Cette longueur de trajet de concentration associe la concentration et le trajet en une seule unité, ppm ∙ m (parties par million par mètre). Un panache de 1 mètre d’épaisseur avec une concentration de 10 ppm de SO2 équivaut à 10 ppm ∙ m. Il en va de même pour un panache de 10 mètres d’épaisseur avec une concentration de seulement 1 ppm de SO2. La quantité de SO2 est la même, elle est simplement distribuée différemment.

Toutes ces mesures mises ensemble sur la largeur du panache fournissent des indications sur une section transversale de ce même panache et montrent quelle quantité de SO2 se trouvait au-dessus du spectromètre en chaque point de mesure. Cette section transversale qui incorpore la largeur du panache en mètres, permet de connaître la surface de gaz dans cette zone, avec des unités de ppm ∙ m2 (parties par million par mètre carré).

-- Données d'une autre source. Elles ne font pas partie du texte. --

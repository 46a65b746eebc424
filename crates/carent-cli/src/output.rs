//! Output formatting module

use carent_app::app::CatalogView;
use carent_app::config::BusinessInfo;
use carent_app::format::{format_date, format_price};
use carent_domain::model::{ClassificationTable, Vehicle};
use carent_types::{OutputFormat, Result};
use chrono::NaiveDate;
use serde::Serialize;

pub fn output_listing(output_format: OutputFormat, view: &CatalogView) -> Result<()> {
    if output_format == OutputFormat::Json {
        println!("{}", serde_json::to_string_pretty(view)?);
        return Ok(());
    }

    if view.vehicles.is_empty() {
        println!("Tidak ada mobil yang sesuai dengan filter.");
    } else {
        println!(
            "{:<4} {:<26} {:<10} {:>18} {:>5} {:<10} {:<8} {:>5} {:<9}",
            "ID", "Mobil", "Kategori", "Harga/hari", "Kursi", "Transmisi", "BBM", "Tahun", "Status"
        );
        println!("{}", "-".repeat(104));
        let table = ClassificationTable::legacy();
        for v in &view.vehicles {
            println!(
                "{:<4} {:<26} {:<10} {:>18} {:>5} {:<10} {:<8} {:>5} {:<9}",
                truncate_str(&v.id, 4),
                truncate_str(&v.name, 26),
                table.body_type_of(v).map(|b| b.label()).unwrap_or("-"),
                format_price(v.price_per_day),
                v.seats,
                v.transmission,
                v.fuel_type,
                v.year,
                availability_label(v),
            );
        }
    }

    println!();
    println!(
        "{} mobil ditemukan, {} tersedia (total {})",
        view.summary.matched, view.summary.available, view.summary.total
    );
    Ok(())
}

pub fn output_vehicle(output_format: OutputFormat, vehicle: &Vehicle) -> Result<()> {
    if output_format == OutputFormat::Json {
        println!("{}", serde_json::to_string_pretty(vehicle)?);
        return Ok(());
    }

    let body = ClassificationTable::legacy()
        .body_type_of(vehicle)
        .map(|b| b.label())
        .unwrap_or("-");

    println!("\n{}", vehicle.name);
    println!("{}", "=".repeat(vehicle.name.chars().count()));
    println!("ID:           {}", vehicle.id);
    println!("Merek:        {}", vehicle.brand);
    println!("Kategori:     {}", body);
    println!("Harga:        {} / hari", format_price(vehicle.price_per_day));
    println!("Kapasitas:    {} orang", vehicle.seats);
    println!("Transmisi:    {}", vehicle.transmission);
    println!("Bahan bakar:  {}", vehicle.fuel_type);
    println!("Tahun:        {}", vehicle.year);
    println!("Status:       {}", availability_label(vehicle));
    Ok(())
}

#[derive(Serialize)]
struct LinkOutput<'a> {
    url: &'a str,
}

pub fn output_link(output_format: OutputFormat, url: &str) -> Result<()> {
    if output_format == OutputFormat::Json {
        println!("{}", serde_json::to_string_pretty(&LinkOutput { url })?);
    } else {
        println!("{}", url);
    }
    Ok(())
}

/// Booking or search link, preceded by the chosen dates in table mode
pub fn output_trip(
    output_format: OutputFormat,
    pickup_date: Option<NaiveDate>,
    return_date: Option<NaiveDate>,
    url: &str,
) -> Result<()> {
    if output_format == OutputFormat::Table {
        for line in trip_lines(pickup_date, return_date) {
            println!("{}", line);
        }
    }
    output_link(output_format, url)
}

fn trip_lines(pickup_date: Option<NaiveDate>, return_date: Option<NaiveDate>) -> Vec<String> {
    let mut lines = Vec::new();
    if let Some(date) = pickup_date {
        lines.push(format!("Tanggal ambil:    {}", format_date(date)));
    }
    if let Some(date) = return_date {
        lines.push(format!("Tanggal kembali:  {}", format_date(date)));
    }
    lines
}

#[derive(Serialize)]
struct ContactOutput<'a> {
    #[serde(flatten)]
    business: &'a BusinessInfo,
    whatsapp: &'a str,
}

pub fn output_contact(output_format: OutputFormat, business: &BusinessInfo, url: &str) -> Result<()> {
    if output_format == OutputFormat::Json {
        let contact = ContactOutput {
            business,
            whatsapp: url,
        };
        println!("{}", serde_json::to_string_pretty(&contact)?);
    } else {
        println!("{}", business.name);
        println!("Email:     {}", business.email);
        println!("Telepon:   {}", business.phone);
        println!("WhatsApp:  {}", url);
    }
    Ok(())
}

fn availability_label(vehicle: &Vehicle) -> &'static str {
    if vehicle.available {
        "Tersedia"
    } else {
        "Disewa"
    }
}

fn truncate_str(s: &str, max_len: usize) -> String {
    if s.chars().count() > max_len {
        let truncated: String = s.chars().take(max_len.saturating_sub(2)).collect();
        format!("{}..", truncated)
    } else {
        s.to_string()
    }
}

Une fois que les scientifiques ont calculé cette section transversale, ils utilisent la vitesse du panache (en mètres / seconde) pour déterminer le nombre de sections transversales – mais aussi la quantité de gaz – dans un certain laps de temps. Cela conduit à des unités de ppm ∙ m3 / s (parties par million par mètre cube par seconde), autrement dit un volume de gaz émis avec une certaine concentration de SO2 par seconde.

Dans la mesure où on sait combien pèse une molécule de SO2, on peut convertir ce volume en masse (en kilogrammes ou en tonnes), et on peut convertir les secondes en jours. C’est ainsi que procèdent les scientifiques pour déterminer les flux de SO2 qui sont généralement exprimés en tonnes / jour (t / j). Grâce aux résultats obtenus, les scientifiques du HVO peuvent comparer les émissions de SO2 de l’éruption actuelle avec celles des éruptions précédentes du Kilauea.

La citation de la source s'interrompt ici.